If you have irritable bowel syndrome, you might assume citrus is off-limits. It’s actually more nuanced than that. Oranges and mandarins are classified as low-FODMAP by Monash University, the leading authority on the FODMAP diet used to manage IBS. That means they contain relatively low levels of the fermentable sugars that typically trigger IBS flare-ups. Lemons and limes, used in small amounts, are also generally well tolerated.

D-limonene, a compound concentrated in citrus peel and oil, has actually shown benefits for digestive function. It supports the protective mucus lining of the stomach and esophagus and has a mild prokinetic effect, meaning it helps food move through the digestive tract at a normal pace. In a clinical trial of IBS patients, a supplement containing limonene alongside other plant compounds improved symptoms without causing side effects. So citrus itself isn’t inherently problematic for IBS, though individual triggers vary widely.

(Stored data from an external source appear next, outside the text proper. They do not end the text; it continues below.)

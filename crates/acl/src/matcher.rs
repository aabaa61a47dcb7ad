//! Default read-request action patterns.

use index_gate_core_types::MatcherWithWildcards;
use once_cell::sync::Lazy;

/// Actions that only read data or cluster state.
pub const READ_REQUEST_PATTERNS: &[&str] = &[
    "cluster:monitor/*",
    "cluster:*get*",
    "cluster:*search*",
    "indices:admin/aliases/exists",
    "indices:admin/aliases/get",
    "indices:admin/exists*",
    "indices:admin/get*",
    "indices:admin/mappings/fields/get*",
    "indices:admin/mappings/get*",
    "indices:admin/refresh*",
    "indices:admin/types/exists",
    "indices:admin/validate/*",
    "indices:data/read/*",
];

static READ_REQUEST_MATCHER: Lazy<MatcherWithWildcards> =
    Lazy::new(|| MatcherWithWildcards::new(READ_REQUEST_PATTERNS.iter().copied()));

/// Process-wide matcher for read-only actions.
pub fn read_request_matcher() -> &'static MatcherWithWildcards {
    &READ_REQUEST_MATCHER
}
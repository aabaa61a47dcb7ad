use std::collections::HashSet;

use index_gate_core_types::HostPattern;
use regex::Regex;

use crate::errors::PolicyError;
use crate::model::{GateSettings, RuleSettings};

/// Upper bound on configured rule groups.
pub const MAX_RULES: usize = 1024;

pub const KNOWN_METHODS: &[&str] = &[
    "GET", "HEAD", "POST", "PUT", "DELETE", "OPTIONS", "PATCH", "TRACE", "CONNECT",
];

pub fn validate_settings(settings: &GateSettings) -> Result<(), PolicyError> {
    let rules = &settings.access_control_rules;
    if rules.len() > MAX_RULES {
        return Err(PolicyError::TooManyRules {
            max: MAX_RULES,
            attempted: rules.len(),
        });
    }

    let mut seen = HashSet::new();
    for rule in rules {
        if rule.name.trim().is_empty() {
            return Err(PolicyError::Invalid("rule without a name".into()));
        }
        if !seen.insert(rule.name.as_str()) {
            return Err(PolicyError::rule(&rule.name, "duplicate rule name"));
        }
        validate_rule(rule)?;
    }
    Ok(())
}

fn validate_rule(rule: &RuleSettings) -> Result<(), PolicyError> {
    for (field, list) in [
        ("hosts", &rule.hosts),
        ("methods", &rule.methods),
        ("actions", &rule.actions),
        ("indices", &rule.indices),
        ("users", &rule.users),
    ] {
        if let Some(values) = list {
            if values.is_empty() {
                return Err(PolicyError::rule(&rule.name, format!("'{field}' is empty")));
            }
            if values.iter().any(|v| v.trim().is_empty()) {
                return Err(PolicyError::rule(
                    &rule.name,
                    format!("'{field}' contains a blank entry"),
                ));
            }
        }
    }

    if let Some(hosts) = &rule.hosts {
        if let Some(bad) = hosts.iter().find(|h| HostPattern::parse(h).is_none()) {
            return Err(PolicyError::rule(
                &rule.name,
                format!("invalid host pattern '{bad}'"),
            ));
        }
    }

    if let Some(methods) = &rule.methods {
        for method in methods {
            let upper = method.trim().to_ascii_uppercase();
            if !KNOWN_METHODS.contains(&upper.as_str()) {
                return Err(PolicyError::rule(
                    &rule.name,
                    format!("unknown HTTP method '{method}'"),
                ));
            }
        }
    }

    if let Some(pattern) = &rule.uri_re {
        Regex::new(pattern)
            .map_err(|err| PolicyError::rule(&rule.name, format!("invalid uri_re: {err}")))?;
    }
    Ok(())
}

When Citrus Is Most Likely to Cause Problems

Putting this all together, you’re most likely to get diarrhea from citrus if you’re drinking large quantities of juice (especially on an empty stomach), taking high-dose vitamin C supplements, consuming lots of processed foods with manufactured citric acid, or if you have an unrecognized citrus intolerance. Eating a couple of whole citrus fruits a day, for most people, won’t cause any digestive issues at all.

If you want to test whether citrus is behind your symptoms, try eliminating all citrus for two weeks, including juice and processed foods listing citric acid, then reintroduce whole fruit first and juice separately. That approach helps you identify whether the problem is the fruit, the sugar concentration, or the additive.